Lo que habría disfrutado, como gorrino en charca, este enfermo de protagonismo, este narcisista irredento, este indeseable sin entrañas, participando con sus cuidadas manos en el rescate agónico de algún can enterrado, de alguna anciana en las últimas o de algún niño, niña o niñe, arrancado de las garras de la muerte por los equipos de especialistas llegados de media Europa (incluso de Israel, aunque estos se vieron obligados a salir a escape ante las amenazas de muerte de una parte de la acogedora población nativa) y que, una vez cumplida la tarea, han sido despachados, como quien se quita de encima a unos huéspedes incómodos, por Erdogan y sus secuaces: siniestro mamarracho que la OTAN mantiene al frente del antiguo imperio otomano, monigote inútil y necesario para sostener el frágil equilibrio de poder a uno y otro lado del Telón de Acero.

Incapaz de ponerse el disfraz de héroe (ahora que llegan los Carnavales), el sepulturero de la Moncloa, sobre cuya conciencia sin conciencia pesan al menos ciento cincuenta mil personas (víctimas directas o indirectas del COVID-19), el sábado se limitó a recibir los parabienes, elogios e incienso de una corte de artistas, artistos y artistes (?) a quienes se les paga del exhausto erario público precisamente para eso.

Y, como era de esperar, la “gran noche del cine español” se convirtió en una retahíla de críticas, mofas y chistes a costa del Partido Popular (cuyo líder nacional, el hijo de doña Rogelia, estaba de cuerpo presente en calidad de bufón por cuenta ajena) y, en concreto, a cuenta de la muy cuestionada red de asistencia sanitaria de la Comunidad de Madrid, aunque con los datos en la mano esta administración sea de las más eficientes, ya que la verdad poco importa cuando de lo que se trata es de imponer un relato oficial cuajado de estadísticas adulteradas, cifras falsas y mentiras sin escrúpulos.

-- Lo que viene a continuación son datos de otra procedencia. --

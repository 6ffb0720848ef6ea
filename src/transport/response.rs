use std::sync::LazyLock;

use regex::Regex;
use serde_json::{Value, json};

/// `status` value the gateway sets on a 401 caused by the token itself, as
/// opposed to bad credentials or a malformed request.
const TOKEN_INVALID_STATUS: &str = "token-invalid";

static API_VERSION_RE: LazyLock<Regex> =
    LazyLock::new(|| Regex::new(r"API version: ([0-9.]+)").expect("valid literal regex"));

#[derive(Debug, Clone, PartialEq)]
/// Classified gateway reply, ready for the pipeline to act on.
pub(crate) struct RawResponse {
    pub status_code: u16,
    pub body: Value,
    /// Set when the reply is a 401 whose body reports the bearer token as
    /// invalid or expired. Distinct from a generic 401.
    pub token_invalid: bool,
}

/// Decode a wire reply into a [`RawResponse`].
///
/// Some gateway versions answer certain paths with a bare
/// `API version: x.y` plaintext banner instead of JSON; that is tolerated
/// and substituted with `{"api_version": "x.y"}`. An unparseable non-2xx
/// body is replaced by the canonical HTTP reason so diagnostics survive.
/// Only an unparseable 2xx body with no banner is a decode failure.
pub(crate) fn decode_response(
    status_code: u16,
    text: &str,
) -> Result<RawResponse, serde_json::Error> {
    let body = match serde_json::from_str::<Value>(text) {
        Ok(body) => body,
        Err(err) => {
            if let Some(captures) = API_VERSION_RE.captures(text) {
                json!({ "api_version": captures[1].to_owned() })
            } else if is_success(status_code) {
                return Err(err);
            } else {
                json!({ "message": status_reason(status_code) })
            }
        }
    };

    let token_invalid = status_code == 401
        && body.get("status").and_then(Value::as_str) == Some(TOKEN_INVALID_STATUS);

    Ok(RawResponse {
        status_code,
        body,
        token_invalid,
    })
}

pub(crate) fn is_success(status_code: u16) -> bool {
    (200..300).contains(&status_code)
}

/// Server-provided `status` field, when present.
pub(crate) fn body_status(body: &Value) -> Option<String> {
    body.get("status")
        .and_then(Value::as_str)
        .map(str::to_owned)
}

/// Best-effort human-readable message: the body's `message` field (stringified
/// when the gateway nests an object there), falling back to the canonical
/// HTTP reason phrase.
pub(crate) fn body_message(body: &Value, status_code: u16) -> Option<String> {
    match body.get("message") {
        Some(Value::String(text)) => Some(text.clone()),
        Some(Value::Null) | None => Some(status_reason(status_code)),
        Some(other) => Some(other.to_string()),
    }
}

fn status_reason(status_code: u16) -> String {
    reqwest::StatusCode::from_u16(status_code)
        .ok()
        .and_then(|status| status.canonical_reason())
        .unwrap_or("Unknown Status")
        .to_owned()
}
//! HTTP capability the pipeline dispatches through.
//!
//! The trait carries exactly what the gateway needs (method, absolute URL,
//! body, headers) so tests can substitute a scripted double without a
//! network.

use std::error::Error as StdError;
use std::future::Future;
use std::pin::Pin;

use reqwest::Method;

use crate::transport::RequestBody;

pub(crate) type BoxFuture<'a, T> = Pin<Box<dyn Future<Output = T> + Send + 'a>>;

#[derive(Debug, Clone)]
pub(crate) struct HttpResponse {
    pub status: u16,
    pub body: String,
}

pub(crate) trait HttpTransport: Send + Sync {
    fn send<'a>(
        &'a self,
        method: Method,
        url: &'a str,
        body: RequestBody,
        headers: Vec<(String, String)>,
    ) -> BoxFuture<'a, Result<HttpResponse, Box<dyn StdError + Send + Sync>>>;
}

#[derive(Debug, Clone)]
pub(crate) struct ReqwestTransport {
    pub client: reqwest::Client,
}

impl HttpTransport for ReqwestTransport {
    fn send<'a>(
        &'a self,
        method: Method,
        url: &'a str,
        body: RequestBody,
        headers: Vec<(String, String)>,
    ) -> BoxFuture<'a, Result<HttpResponse, Box<dyn StdError + Send + Sync>>> {
        Box::pin(async move {
            let mut request = self.client.request(method, url);
            request = match body {
                RequestBody::Empty => request,
                RequestBody::Form(fields) => request.form(&fields),
                RequestBody::Json(value) => request.json(&value),
            };
            for (name, value) in headers {
                request = request.header(name, value);
            }
            let response = request.send().await?;
            let status = response.status().as_u16();
            let body = response.text().await?;
            Ok(HttpResponse { status, body })
        })
    }
}

#[cfg(test)]
pub(crate) mod test_support {
    use std::collections::VecDeque;
    use std::sync::{Arc, Mutex};

    use super::*;

    #[derive(Debug, Clone)]
    pub(crate) struct RecordedRequest {
        pub method: Method,
        pub url: String,
        pub body: RequestBody,
        pub headers: Vec<(String, String)>,
    }

    impl RecordedRequest {
        pub fn header(&self, name: &str) -> Option<&str> {
            self.headers
                .iter()
                .find(|(key, _)| key == name)
                .map(|(_, value)| value.as_str())
        }

        pub fn form_field(&self, name: &str) -> Option<&str> {
            match &self.body {
                RequestBody::Form(fields) => fields
                    .iter()
                    .find(|(key, _)| key == name)
                    .map(|(_, value)| value.as_str()),
                _ => None,
            }
        }
    }

    /// Scripted [`HttpTransport`]: hands out queued responses in order and
    /// records every request it sees.
    #[derive(Debug, Clone)]
    pub(crate) struct FakeTransport {
        state: Arc<Mutex<FakeTransportState>>,
    }

    #[derive(Debug)]
    struct FakeTransportState {
        responses: VecDeque<HttpResponse>,
        requests: Vec<RecordedRequest>,
    }

    impl FakeTransport {
        pub fn new() -> Self {
            Self {
                state: Arc::new(Mutex::new(FakeTransportState {
                    responses: VecDeque::new(),
                    requests: Vec::new(),
                })),
            }
        }

        pub fn respond(self, status: u16, body: impl Into<String>) -> Self {
            self.push_response(status, body);
            self
        }

        pub fn push_response(&self, status: u16, body: impl Into<String>) {
            self.state
                .lock()
                .unwrap()
                .responses
                .push_back(HttpResponse {
                    status,
                    body: body.into(),
                });
        }

        pub fn requests(&self) -> Vec<RecordedRequest> {
            self.state.lock().unwrap().requests.clone()
        }

        pub fn request_count(&self) -> usize {
            self.state.lock().unwrap().requests.len()
        }
    }

    impl HttpTransport for FakeTransport {
        fn send<'a>(
            &'a self,
            method: Method,
            url: &'a str,
            body: RequestBody,
            headers: Vec<(String, String)>,
        ) -> BoxFuture<'a, Result<HttpResponse, Box<dyn StdError + Send + Sync>>> {
            Box::pin(async move {
                let mut state = self.state.lock().unwrap();
                state.requests.push(RecordedRequest {
                    method,
                    url: url.to_owned(),
                    body,
                    headers,
                });
                let response = state
                    .responses
                    .pop_front()
                    .expect("FakeTransport ran out of scripted responses");
                Ok(response)
            })
        }
    }
}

Dan ganas de vomitar al escuchar tanta impostura y tanta hipocresía. Sobre todo, cuando el figura, que tiene el inmenso cuajo de proclamar las virtudes de un sistema de salud gratuito y universal que en los últimos tres años se ha degradado a niveles propios de la década de los ochenta, ha rehuido, con la cobardía que le es propia a un individuo tan mediocre como miserable, cualquier clase de responsabilidad en la catastrófica gestión de la crisis sanitaria.

Este mentecato, que se aferra al cargo con la ciega ambición de los parásitos intestinales, se llena la boca de grandes logros que solo existen en la imaginación de los escribas a quienes paga unas minutas millonarias con nuestro dinero, para que le digan aquello que tiene que decir, que es justo lo que él quiere escuchar, mientras que el “robusto escudo social” del que lleva presumiendo desde que puso sus pezuñas de puerco sobre la presidencia del ejecutivo (por favor, no se pongan nerviosos los adeptos y los adictos, el copyright de la metáfora es de Orwell) no presta la menor cobertura al tratamiento psiquiátrico que necesita un treinta por ciento de la ciudadanía española (que a lo largo de su vida ni siquiera es diagnosticada), a la Esclerosis Lateral Amiotrófica (ELA), a gran parte de las modalidades de cáncer y de las llamadas enfermedades raras. Por otro lado, la media en España para obtener la consulta con un especialista se sitúa en los 75 días y uno de cada cinco pacientes aguarda unos seis meses para ser intervenido en quirófano: cifra que alcanza los 150 días de media en Cataluña, a la que le siguen, en el ominoso ránking, Aragón y, en tercer lugar, Canarias.

Pero, claro, ni los enfermos ni las enfermas muy graves (o en fase terminal), ni los muertos ni las muertas suelen ir a las urnas.